# WHAT THIS TASK INVOLVES
Return the whole of the data exactly.

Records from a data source
//! Providers command - list the search provider catalog.

use colored::Colorize;
use sifter::provider::{DEFAULT_FALLBACK_ORDER, DEFAULT_PRIMARY};
use sifter::ProviderRegistry;

pub fn run(verbose: bool) -> Result<(), Box<dyn std::error::Error>> {
    let registry = ProviderRegistry::builtin();

    println!("{}", "Search providers:".yellow().bold());
    println!();
    for spec in registry.iter() {
        let marker = if spec.id == DEFAULT_PRIMARY {
            "primary".green().to_string()
        } else if let Some(pos) = DEFAULT_FALLBACK_ORDER.iter().position(|id| *id == spec.id) {
            format!("fallback #{}", pos + 1).cyan().to_string()
        } else {
            String::new()
        };

        println!(
            "  {} {:12} {:>4}s  {:32} {}",
            format!("{:12}", spec.id).white().bold(),
            spec.label,
            spec.timeout.as_secs(),
            spec.rule.container,
            marker
        );
        if verbose {
            println!("  {:12} {}", "", spec.endpoint.dimmed());
        }
    }

    println!();
    println!(
        "Default order: {}",
        std::iter::once(DEFAULT_PRIMARY)
            .chain(DEFAULT_FALLBACK_ORDER.iter().copied())
            .collect::<Vec<_>>()
            .join(" → ")
    );

    Ok(())
}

# EXERCISE OUTPUT
//! Providers command - list the search provider catalog.

use colored::Colorize;
use sifter::provider::{DEFAULT_FALLBACK_ORDER, DEFAULT_PRIMARY};
use sifter::ProviderRegistry;

pub fn run(verbose: bool) -> Result<(), Box<dyn std::error::Error>> {
    let registry = ProviderRegistry::builtin();

    println!("{}", "Search providers:".yellow().bold());
    println!();
    for spec in registry.iter() {
        let marker = if spec.id == DEFAULT_PRIMARY {
            "primary".green().to_string()
        } else if let Some(pos) = DEFAULT_FALLBACK_ORDER.iter().position(|id| *id == spec.id) {
            format!("fallback #{}", pos + 1).cyan().to_string()
        } else {
            String::new()
        };

        println!(
            "  {} {:12} {:>4}s  {:32} {}",
            format!("{:12}", spec.id).white().bold(),
            spec.label,
            spec.timeout.as_secs(),
            spec.rule.container,
            marker
        );
        if verbose {
            println!("  {:12} {}", "", spec.endpoint.dimmed());
        }
    }

    println!();
    println!(
        "Default order: {}",
        std::iter::once(DEFAULT_PRIMARY)
            .chain(DEFAULT_FALLBACK_ORDER.iter().copied())
            .collect::<Vec<_>>()
            .join(" → ")
    );

    Ok(())
}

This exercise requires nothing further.